Produção nacional de óleo alimentar regista crescimento acima de 100%

A produção de óleo alimentar em Angola registou um crescimento expressivo nos últimos anos, alcançando cerca de 52 mil quilolitros entre janeiro e julho de 2024 — um aumento superior a 100% em comparação com igual período do ano anterior, quando se produziram aproximadamente 18 mil quilolitros.

Durante a cerimónia de inauguração da empresa RAFINOLE – Comércio e Serviços, Lda, realizada esta segunda-feira, 09 de março de 2026, em Luanda, o Ministro de Estado para a Coordenação Económica, José de Lima Massano, afirmou que o país reúne actualmente condições para iniciar a exportação de óleo alimentar com maior segurança e estabilidade.

O governante destacou que a nova refinaria representa um avanço significativo no processo de transformação económica, reforçando a eficácia das políticas públicas orientadas para o aumento da produção nacional. “O país continua empenhado em reforçar a produção nacional.

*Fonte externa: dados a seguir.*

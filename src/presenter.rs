use std::io::{self, Write};

use crate::measurement::Measurement;

pub fn render(measurement: &Measurement) -> Result<String, serde_json::Error> {
    serde_json::to_string_pretty(measurement)
}

/// Writes one rendered measurement to `out`. A measurement that fails to
/// serialize is logged and skipped; only write errors are returned.
pub fn present<W: Write>(out: &mut W, measurement: &Measurement) -> io::Result<()> {
    let rendered = match render(measurement) {
        Ok(rendered) => rendered,
        Err(e) => {
            log::error!("Failed to serialize measurement {measurement:?}: {e}");
            return Ok(());
        }
    };

    writeln!(out, "{rendered}")?;
    out.flush()
}
//! In-process Paratranz API stand-in serving canned JSON responses.
//!
//! Shared by the client and CLI integration tests.
#![allow(dead_code)]

use std::collections::{HashMap, VecDeque};
use std::sync::{Arc, Mutex};
use std::thread;

use tiny_http::{Header, Request, Response, Server};

type Routes = Arc<Mutex<HashMap<String, VecDeque<(u16, String)>>>>;

#[derive(Debug, Clone)]
pub struct Recorded {
    pub path: String,
    pub authorization: Option<String>,
}

pub struct MockServer {
    pub base_url: String,
    routes: Routes,
    requests: Arc<Mutex<Vec<Recorded>>>,
}

impl MockServer {
    pub fn start() -> Self {
        let server = Server::http("127.0.0.1:0").expect("bind mock server");
        let port = server
            .server_addr()
            .to_ip()
            .map(|a| a.port())
            .expect("mock server listens on an IP address");
        let routes: Routes = Arc::default();
        let requests: Arc<Mutex<Vec<Recorded>>> = Arc::default();

        let (r, q) = (routes.clone(), requests.clone());
        thread::spawn(move || {
            for request in server.incoming_requests() {
                respond(request, &r, &q);
            }
        });

        Self {
            base_url: format!("http://127.0.0.1:{port}/api"),
            routes,
            requests,
        }
    }

    /// Queue responses for `path` (relative to `/api`). The last response
    /// repeats once the queue is drained.
    pub fn route(&self, path: &str, responses: &[(u16, &str)]) -> &Self {
        self.routes.lock().unwrap().insert(
            format!("/api{path}"),
            responses.iter().map(|(s, b)| (*s, b.to_string())).collect(),
        );
        self
    }

    pub fn requests(&self) -> Vec<Recorded> {
        self.requests.lock().unwrap().clone()
    }

    pub fn hits(&self, path: &str) -> usize {
        let full = format!("/api{path}");
        self.requests().iter().filter(|r| r.path == full).count()
    }
}

fn respond(request: Request, routes: &Routes, requests: &Mutex<Vec<Recorded>>) {
    let path = request.url().to_string();
    let authorization = request
        .headers()
        .iter()
        .find(|h| h.field.equiv("Authorization"))
        .map(|h| h.value.to_string());
    requests.lock().unwrap().push(Recorded {
        path: path.clone(),
        authorization,
    });

    let (status, body) = {
        let mut routes = routes.lock().unwrap();
        match routes.get_mut(&path) {
            Some(queue) if queue.len() > 1 => queue.pop_front().unwrap(),
            Some(queue) => queue.front().cloned().unwrap(),
            None => (404, r#"{"message":"not found"}"#.to_string()),
        }
    };
    let response = Response::from_string(body)
        .with_status_code(status)
        .with_header(Header::from_bytes("Content-Type", "application/json").unwrap());
    let _ = request.respond(response);
}
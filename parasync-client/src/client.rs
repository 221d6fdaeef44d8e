//! Blocking Paratranz REST client.

use std::path::PathBuf;
use std::time::Duration;

use serde::de::DeserializeOwned;
use serde::Deserialize;

use parasync_core::{
    ApiToken, FileId, ProjectId, RemoteFile, SourceError, SyncConfig, TranslationEntry,
    TranslationSource,
};

use crate::http::{classify, with_retry};
use crate::render;

/// A file as returned by `GET /projects/{id}/files`. Only the fields the
/// sync needs are decoded.
#[derive(Debug, Clone, PartialEq, Eq, Deserialize)]
pub struct FileInfo {
    pub id: u64,
    pub name: String,
}

/// Paratranz project client; implements [`TranslationSource`].
pub struct ParatranzClient {
    agent: ureq::Agent,
    base_url: String,
    project_id: ProjectId,
    token: ApiToken,
    max_retries: u32,
    retry_delay: Duration,
    source_dir: PathBuf,
    skip_patterns: Vec<String>,
}

impl ParatranzClient {
    pub fn new(config: &SyncConfig) -> Self {
        let agent = ureq::AgentBuilder::new().timeout(config.timeout).build();
        Self {
            agent,
            base_url: config.base_url.clone(),
            project_id: config.project_id.clone(),
            token: config.api_token.clone(),
            max_retries: config.max_retries,
            retry_delay: config.retry_delay,
            source_dir: config.source_dir.clone(),
            skip_patterns: config.skip_patterns.clone(),
        }
    }

    /// Raw file listing, before skip patterns are applied.
    pub fn list_remote_files(&self) -> Result<Vec<FileInfo>, SourceError> {
        let url = format!("{}/projects/{}/files", self.base_url, self.project_id);
        self.get_json(&url, &format!("project {}", self.project_id))
    }

    /// Every entry of one file, in the order the service returns them.
    pub fn fetch_entries(&self, file_id: FileId) -> Result<Vec<TranslationEntry>, SourceError> {
        let url = format!(
            "{}/projects/{}/files/{}/translation",
            self.base_url, self.project_id, file_id
        );
        self.get_json(
            &url,
            &format!("file {file_id} in project {}", self.project_id),
        )
    }

    fn get_json<T: DeserializeOwned>(&self, url: &str, what: &str) -> Result<T, SourceError> {
        let body = with_retry(what, self.max_retries, self.retry_delay, || {
            tracing::debug!("GET {url}");
            self.agent
                .get(url)
                .set("Authorization", self.token.expose())
                .set("Accept", "*/*")
                .call()
                .map_err(|e| classify(e, what))?
                .into_string()
                .map_err(|e| SourceError::Network(e.to_string()))
        })?;
        serde_json::from_str(&body).map_err(|e| SourceError::Decode {
            context: what.to_owned(),
            message: e.to_string(),
        })
    }
}

impl TranslationSource for ParatranzClient {
    fn list_files(&self) -> Result<Vec<RemoteFile>, SourceError> {
        let files = self
            .list_remote_files()?
            .into_iter()
            .filter(|f| {
                let skipped = render::is_skipped(&f.name, &self.skip_patterns);
                if skipped {
                    tracing::debug!("skipping {}", f.name);
                }
                !skipped
            })
            .map(|f| RemoteFile {
                id: FileId(f.id),
                path: render::local_path_for(&f.name),
                name: f.name,
            })
            .collect();
        Ok(files)
    }

    fn fetch_content(&self, file: &RemoteFile) -> Result<String, SourceError> {
        let entries = self.fetch_entries(file.id)?;
        tracing::debug!("{}: {} entries", file.name, entries.len());
        render::render_file(file, &entries, &self.source_dir)
    }
}
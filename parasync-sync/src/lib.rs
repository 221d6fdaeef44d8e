//! # parasync-sync
//!
//! Compare-then-atomic-write synchronizer.
//!
//! Call [`sync`] with any [`TranslationSource`](parasync_core::TranslationSource)
//! to reconcile an output directory, or [`pipeline::sync_project`] to do the
//! same against the Paratranz project named in a [`SyncConfig`](parasync_core::SyncConfig).
//! [`punctuation::check`] normalizes the punctuation of files already on disk.

pub mod diff;
pub mod error;
pub mod pipeline;
pub mod punctuation;
pub mod writer;

pub use diff::{diff, FileDiff};
pub use error::SyncError;
pub use writer::{sync, SyncReport, WriteResult};
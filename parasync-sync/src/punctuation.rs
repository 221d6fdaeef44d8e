//! Full-width punctuation pass over the localized `.json` files.
//!
//! Only string values are touched; keys such as `item.mod.gear` must stay
//! ASCII for the game to find them. Within a value, an ASCII mark is replaced by its full-width form only when both of its
//! neighbours exist and neither is a quote, a colon or a CJK ideograph
//! (U+4E00..=U+9FA5). That leaves JSON structure (`"k":"v"`, `{`, `,` at line
//! ends) and text already punctuated next to Chinese characters alone.
//! Marks are processed one after another in table order; each pass looks at
//! the text as the previous pass left it.

use std::path::Path;

use chrono::Utc;
use ignore::WalkBuilder;
use serde_json::Value;

use parasync_client::render::to_pack_json;

use crate::error::{io_err, SyncError};
use crate::writer::{atomic_write, SyncReport};

/// ASCII mark and its replacement, in application order.
pub const FULL_WIDTH: [(char, char); 16] = [
    (',', '，'),
    ('.', '。'),
    (';', '；'),
    ('?', '？'),
    ('!', '！'),
    ('(', '（'),
    (')', '）'),
    ('[', '【'),
    (']', '】'),
    ('{', '｛'),
    ('}', '｝'),
    ('<', '《'),
    ('>', '》'),
    ('/', '／'),
    ('\\', '＼'),
    ('|', '｜'),
];

fn is_boundary(c: char) -> bool {
    matches!(c, '"' | '\'' | ':' | '\u{4E00}'..='\u{9FA5}')
}

fn replace_mark(text: &str, ascii: char, full: char) -> String {
    let chars: Vec<char> = text.chars().collect();
    chars
        .iter()
        .enumerate()
        .map(|(i, &c)| {
            let between = i > 0
                && i + 1 < chars.len()
                && !is_boundary(chars[i - 1])
                && !is_boundary(chars[i + 1]);
            if c == ascii && between {
                full
            } else {
                c
            }
        })
        .collect()
}

/// Apply every replacement in [`FULL_WIDTH`] to `text`.
pub fn normalize(text: &str) -> String {
    FULL_WIDTH
        .iter()
        .fold(text.to_owned(), |acc, &(ascii, full)| {
            if acc.contains(ascii) {
                replace_mark(&acc, ascii, full)
            } else {
                acc
            }
        })
}

/// Normalize every string inside `value`, leaving object keys alone.
/// Returns whether anything changed.
pub fn normalize_value(value: &mut Value) -> bool {
    match value {
        Value::String(text) => {
            let normalized = normalize(text);
            let changed = normalized != *text;
            *text = normalized;
            changed
        }
        Value::Array(items) => items.iter_mut().fold(false, |acc, v| normalize_value(v) | acc),
        Value::Object(map) => map.values_mut().fold(false, |acc, v| normalize_value(v) | acc),
        _ => false,
    }
}

/// Normalized document for `content`, or `None` when nothing changes.
fn normalize_document(content: &str) -> Result<Option<String>, serde_json::Error> {
    let mut document: Value = serde_json::from_str(content.trim_start_matches('\u{feff}'))?;
    if !normalize_value(&mut document) {
        return Ok(None);
    }
    to_pack_json(&document).map(Some)
}

/// Normalize every `.json` file under `output_root` in place.
///
/// Files are rewritten through the same compare-then-atomic-write path as a
/// sync, so an already clean file is reported as unchanged and keeps its
/// mtime. Changed files are written back in the pack layout. Files that are
/// not valid JSON are skipped with a warning. A missing `output_root` yields
/// an empty report.
pub fn check(output_root: &Path, dry_run: bool) -> Result<SyncReport, SyncError> {
    let started_at = Utc::now();
    let mut writes = Vec::new();

    if output_root.exists() {
        let walker = WalkBuilder::new(output_root)
            .standard_filters(false)
            .sort_by_file_name(|a, b| a.cmp(b))
            .build();
        for entry in walker {
            let entry = entry.map_err(|source| SyncError::Walk {
                path: output_root.to_path_buf(),
                source,
            })?;
            let path = entry.path();
            let is_json = path.extension().is_some_and(|ext| ext == "json");
            if !is_json || !entry.file_type().is_some_and(|ft| ft.is_file()) {
                continue;
            }

            let content = std::fs::read_to_string(path).map_err(|e| io_err(path, e))?;
            let relative = path.strip_prefix(output_root).unwrap_or(path);
            let normalized = match normalize_document(&content) {
                Ok(normalized) => normalized.unwrap_or(content),
                Err(e) => {
                    tracing::warn!("skipping {}: {e}", relative.display());
                    continue;
                }
            };
            writes.push(atomic_write(path, relative, &normalized, dry_run)?);
        }
    } else {
        tracing::debug!("{} does not exist, nothing to check", output_root.display());
    }

    let report = SyncReport {
        started_at,
        finished_at: Utc::now(),
        dry_run,
        writes,
    };
    tracing::info!(
        "punctuation check finished: {} changed, {} unchanged",
        report.changed().len(),
        report.unchanged_count()
    );
    Ok(report)
}

#[cfg(test)]
mod tests {
    use super::*;
    use crate::writer::WriteResult;
    use rstest::rstest;
    use std::collections::BTreeSet;
    use std::fs;
    use std::path::PathBuf;
    use tempfile::TempDir;

    #[rstest]
    #[case::between_latin_letters("a,b", "a，b")]
    #[case::after_word_before_space("Hello, world", "Hello， world")]
    #[case::ellipsis_runs("wait...ok", "wait。。。ok")]
    #[case::next_to_cjk_left_alone("中,文", "中,文")]
    #[case::cjk_on_one_side("中,a", "中,a")]
    #[case::quote_neighbour("\",x", "\",x")]
    #[case::colon_neighbour("a:(b", "a:(b")]
    #[case::start_of_text(",a", ",a")]
    #[case::end_of_text("a.", "a.")]
    #[case::single_quote("it's.x", "it's。x")]
    #[case::brackets("f(x)y", "f（x）y")]
    #[case::slash_and_pipe("a/b|c", "a／b｜c")]
    #[case::backslash("a\\b", "a＼b")]
    #[case::angle("x<y>z", "x《y》z")]
    fn lookaround_rule(#[case] input: &str, #[case] expected: &str) {
        assert_eq!(normalize(input), expected);
    }

    #[test]
    fn earlier_replacements_count_as_ordinary_neighbours() {
        // `,` becomes `，` first; the `.` pass then sees `，` on its left.
        assert_eq!(normalize("a,.b"), "a，。b");
    }

    #[test]
    fn keys_are_left_alone() {
        let doc = "{\n    \"a.key\":\"Hello, world.\",\n    \"b.key\":\"齿轮,\"\n}";
        assert_eq!(
            normalize_document(doc).unwrap().as_deref(),
            Some("{\n    \"a.key\":\"Hello， world.\",\n    \"b.key\":\"齿轮,\"\n}")
        );
    }

    #[test]
    fn clean_document_is_not_reformatted() {
        assert_eq!(normalize_document("{ \"a.b\": \"甲。\" }").unwrap(), None);
    }

    #[test]
    fn check_rewrites_json_files_only() {
        let out = TempDir::new().unwrap();
        fs::create_dir_all(out.path().join("lang")).unwrap();
        fs::write(out.path().join("lang/zh_cn.json"), "{\"k\":\"a,b\"}").unwrap();
        fs::write(out.path().join("lang/clean.json"), "{\"k\":\"甲\"}").unwrap();
        fs::write(out.path().join("notes.txt"), "a,b").unwrap();

        let report = check(out.path(), false).unwrap();

        let changed: BTreeSet<PathBuf> = [PathBuf::from("lang/zh_cn.json")].into();
        assert_eq!(report.changed(), changed);
        assert_eq!(report.unchanged_count(), 1);
        assert_eq!(
            fs::read_to_string(out.path().join("lang/zh_cn.json")).unwrap(),
            "{\n    \"k\":\"a，b\"\n}"
        );
        assert_eq!(fs::read_to_string(out.path().join("notes.txt")).unwrap(), "a,b");
    }

    #[test]
    fn check_dry_run_writes_nothing() {
        let out = TempDir::new().unwrap();
        fs::write(out.path().join("zh_cn.json"), "{\"k\":\"a,b\"}").unwrap();

        let report = check(out.path(), true).unwrap();

        assert!(matches!(report.writes[..], [WriteResult::WouldWrite { .. }]));
        assert_eq!(
            fs::read_to_string(out.path().join("zh_cn.json")).unwrap(),
            "{\"k\":\"a,b\"}"
        );
    }

    #[test]
    fn check_is_idempotent() {
        let out = TempDir::new().unwrap();
        fs::write(out.path().join("zh_cn.json"), "{\"k\":\"x(y).z\"}").unwrap();

        check(out.path(), false).unwrap();
        let second = check(out.path(), false).unwrap();

        assert!(second.changed().is_empty());
    }

    #[test]
    fn invalid_json_is_skipped() {
        let out = TempDir::new().unwrap();
        fs::write(out.path().join("broken.json"), "{\"k\":\"a,b\"").unwrap();

        let report = check(out.path(), false).unwrap();

        assert!(report.writes.is_empty());
        assert_eq!(
            fs::read_to_string(out.path().join("broken.json")).unwrap(),
            "{\"k\":\"a,b\""
        );
    }

    #[test]
    fn missing_output_root_is_empty() {
        let out = TempDir::new().unwrap();
        let report = check(&out.path().join("absent"), false).unwrap();
        assert!(report.writes.is_empty());
    }
}
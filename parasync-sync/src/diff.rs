//! Dry-run unified diff support for `parasync diff`.

use std::io::ErrorKind;
use std::path::{Path, PathBuf};

use similar::TextDiff;

use parasync_core::TranslationSource;

use crate::{error::io_err, writer::fetch_all, SyncError};

/// A single file diff. `path` is relative to the output root.
#[derive(Debug, Clone, PartialEq, Eq)]
pub struct FileDiff {
    pub path: PathBuf,
    pub unified_diff: String,
}

/// Fetch what `sync` would write and compare it to current on-disk content.
///
/// No files are written.
pub fn diff<S: TranslationSource + ?Sized>(
    source: &S,
    output_root: &Path,
) -> Result<Vec<FileDiff>, SyncError> {
    let mut diffs = Vec::new();
    for fetched in fetch_all(source, output_root)? {
        let existing = read_existing_or_empty(&fetched.target)?;
        if existing == fetched.content {
            continue;
        }

        let relative = fetched.file.path;
        let old_header = format!("a/{}", relative.display());
        let new_header = format!("b/{}", relative.display());
        let unified = TextDiff::from_lines(&existing, &fetched.content)
            .unified_diff()
            .header(&old_header, &new_header)
            .context_radius(3)
            .to_string();

        diffs.push(FileDiff {
            path: relative,
            unified_diff: unified,
        });
    }
    Ok(diffs)
}

fn read_existing_or_empty(path: &Path) -> Result<String, SyncError> {
    match std::fs::read(path) {
        Ok(bytes) => Ok(String::from_utf8_lossy(&bytes).into_owned()),
        Err(err) if err.kind() == ErrorKind::NotFound => Ok(String::new()),
        Err(err) => Err(io_err(path, err)),
    }
}
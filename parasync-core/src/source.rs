//! The seam between the synchronizer and wherever translations come from.

use crate::error::SourceError;
use crate::types::RemoteFile;

/// A remote project that can list its translation files and produce the
/// text content of each one.
///
/// Content is opaque to callers: the synchronizer only compares and writes
/// it byte for byte.
pub trait TranslationSource {
    /// Every file the project currently exposes.
    fn list_files(&self) -> Result<Vec<RemoteFile>, SourceError>;

    /// Current content for one listed file.
    fn fetch_content(&self, file: &RemoteFile) -> Result<String, SourceError>;
}

impl<T: TranslationSource + ?Sized> TranslationSource for &T {
    fn list_files(&self) -> Result<Vec<RemoteFile>, SourceError> {
        (**self).list_files()
    }

    fn fetch_content(&self, file: &RemoteFile) -> Result<String, SourceError> {
        (**self).fetch_content(file)
    }
}
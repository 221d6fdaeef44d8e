//! parasync — pull Paratranz translations into a local resource pack.
//!
//! # Usage
//!
//! ```text
//! parasync sync [--dry-run] [--json] [--project-id <id>] [--output-dir <dir>] ...
//! parasync diff [--project-id <id>] [--output-dir <dir>] ...
//! parasync check [--dry-run] [--json] [--output-dir <dir>]
//! ```
//!
//! `PROJECT_ID` and `API_TOKEN` are read from the environment when the
//! matching flags are absent.

mod commands;

use anyhow::Result;
use clap::{Parser, Subcommand};

use commands::{check::CheckArgs, diff::DiffArgs, sync::SyncArgs};

// ---------------------------------------------------------------------------
// CLI entry point
// ---------------------------------------------------------------------------

#[derive(Parser, Debug)]
#[command(
    name = "parasync",
    version,
    about = "Sync Paratranz translations into a local output directory",
    long_about = None,
)]
struct Cli {
    #[command(subcommand)]
    command: Commands,
}

#[derive(Subcommand, Debug)]
enum Commands {
    /// Fetch translations and write every file that changed.
    Sync(SyncArgs),

    /// Show unified diff of what sync would write.
    Diff(DiffArgs),

    /// Convert ASCII punctuation in the output's JSON values to full width.
    Check(CheckArgs),
}

// ---------------------------------------------------------------------------
// Main
// ---------------------------------------------------------------------------

fn main() -> Result<()> {
    init_tracing();
    let cli = Cli::parse();
    match cli.command {
        Commands::Sync(args) => args.run(),
        Commands::Diff(args) => args.run(),
        Commands::Check(args) => args.run(),
    }
}

/// Logs go to stderr so `--json` output on stdout stays parseable.
fn init_tracing() {
    use tracing_subscriber::{fmt, EnvFilter};

    let filter = EnvFilter::try_from_default_env().unwrap_or_else(|_| EnvFilter::new("info"));
    let _ = fmt()
        .with_env_filter(filter)
        .with_target(false)
        .with_writer(std::io::stderr)
        .try_init();
}
//! Domain types shared by the client, the synchronizer and the CLI.
//!
//! Local paths are always `PathBuf` and always relative to the output root;
//! remote names stay `String` because they are whatever the service lists.

use std::fmt;
use std::path::PathBuf;

use serde::{Deserialize, Serialize};

// ---------------------------------------------------------------------------
// Newtypes
// ---------------------------------------------------------------------------

/// Opaque identifier of a remote translation project.
///
/// Accepts either a string or a bare number when deserialized, since config
/// files tend to carry `project_id: 10086` unquoted.
#[derive(Debug, Clone, PartialEq, Eq, Hash, Serialize, Deserialize)]
#[serde(from = "RawProjectId", into = "String")]
pub struct ProjectId(pub String);

#[derive(Deserialize)]
#[serde(untagged)]
enum RawProjectId {
    Text(String),
    Number(u64),
}

impl From<RawProjectId> for ProjectId {
    fn from(raw: RawProjectId) -> Self {
        match raw {
            RawProjectId::Text(s) => Self(s),
            RawProjectId::Number(n) => Self(n.to_string()),
        }
    }
}

impl From<ProjectId> for String {
    fn from(id: ProjectId) -> Self {
        id.0
    }
}

impl fmt::Display for ProjectId {
    fn fmt(&self, f: &mut fmt::Formatter<'_>) -> fmt::Result {
        self.0.fmt(f)
    }
}

impl From<String> for ProjectId {
    fn from(s: String) -> Self {
        Self(s)
    }
}

impl From<&str> for ProjectId {
    fn from(s: &str) -> Self {
        Self(s.to_owned())
    }
}

/// Numeric identifier the service assigns to each translation file.
#[derive(Debug, Clone, Copy, PartialEq, Eq, Hash, PartialOrd, Ord, Serialize, Deserialize)]
#[serde(transparent)]
pub struct FileId(pub u64);

impl fmt::Display for FileId {
    fn fmt(&self, f: &mut fmt::Formatter<'_>) -> fmt::Result {
        self.0.fmt(f)
    }
}

/// API credential. `Debug` never prints the secret.
#[derive(Clone, PartialEq, Eq)]
pub struct ApiToken(String);

impl ApiToken {
    pub fn new(token: impl Into<String>) -> Self {
        Self(token.into())
    }

    /// The raw secret, for use in request headers only.
    pub fn expose(&self) -> &str {
        &self.0
    }
}

impl fmt::Debug for ApiToken {
    fn fmt(&self, f: &mut fmt::Formatter<'_>) -> fmt::Result {
        f.write_str("ApiToken(***)")
    }
}

// ---------------------------------------------------------------------------
// Domain structs
// ---------------------------------------------------------------------------

/// One translation file as listed by the remote project.
#[derive(Debug, Clone, PartialEq, Eq)]
pub struct RemoteFile {
    pub id: FileId,
    /// Path as the service names it (e.g. `kubejs/assets/foo/lang/en_us.json`).
    pub name: String,
    /// Where the rendered content lands, relative to the output root.
    pub path: PathBuf,
}

/// A single key of a remote translation file.
#[derive(Debug, Clone, PartialEq, Eq, Serialize, Deserialize)]
pub struct TranslationEntry {
    pub key: String,
    #[serde(default)]
    pub original: Option<String>,
    #[serde(default)]
    pub translation: Option<String>,
    #[serde(default)]
    pub stage: i64,
}

impl TranslationEntry {
    /// Stages whose translation must not ship: hidden, untranslated, disputed.
    pub const FALLBACK_STAGES: [i64; 3] = [-1, 0, 2];

    /// The text to publish: the translation when it is usable, otherwise the
    /// original.
    pub fn chosen_text(&self) -> &str {
        let original = self.original.as_deref().unwrap_or_default();
        match self.translation.as_deref() {
            Some(t) if !t.is_empty() && !Self::FALLBACK_STAGES.contains(&self.stage) => t,
            _ => original,
        }
    }
}
//! # parasync-client
//!
//! Blocking client for the Paratranz translation API.
//!
//! [`ParatranzClient`] lists a project's files and turns each file's
//! translation entries into the localized JSON document written to the
//! output directory (see [`render`]).

mod client;
mod http;
pub mod render;

pub use client::{FileInfo, ParatranzClient};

Ficamos satisfeitos com investimentos desta natureza, que no domínio do óleo alimentar permitem ao país alcançar maior autonomia no que diz respeito à refinação”, sublinhou.

Apesar dos progressos, José de Lima Massano ressaltou a importância de integrar toda a cadeia produtiva, lembrando que grande parte da matéria-prima ainda é importada. “O desafio agora é reforçar a produção nacional de culturas como a soja e o girassol, permitindo que a transformação industrial aconteça com maior segurança, no âmbito do esforço de substituição de importações e de reforço das exportações”, referiu.

Por sua vez, o Ministro da Indústria e Comércio, Rui Miguêns de Oliveira, afirmou que a unidade fabril instalada no município de Cacuaco constitui um marco relevante para a consolidação da indústria transformadora nacional e para o fortalecimento das políticas de incentivo à produção interna.


De acordo com o ministro, a fábrica resulta de um investimento global avaliado em cerca de 90 milhões de dólares norte-americanos, evidenciando a confiança do sector privado no potencial económico do país e no ambiente de negócios que Angola tem vindo a consolidar.

A unidade garante actualmente cerca de 130 postos de trabalho directos, todos ocupados por cidadãos angolanos, sendo esperado que este número aumente para aproximadamente 400 até ao final do ano. Além disso, estima-se que mais de 2.000 empregos indirectos sejam criados ao longo da cadeia de valor associada.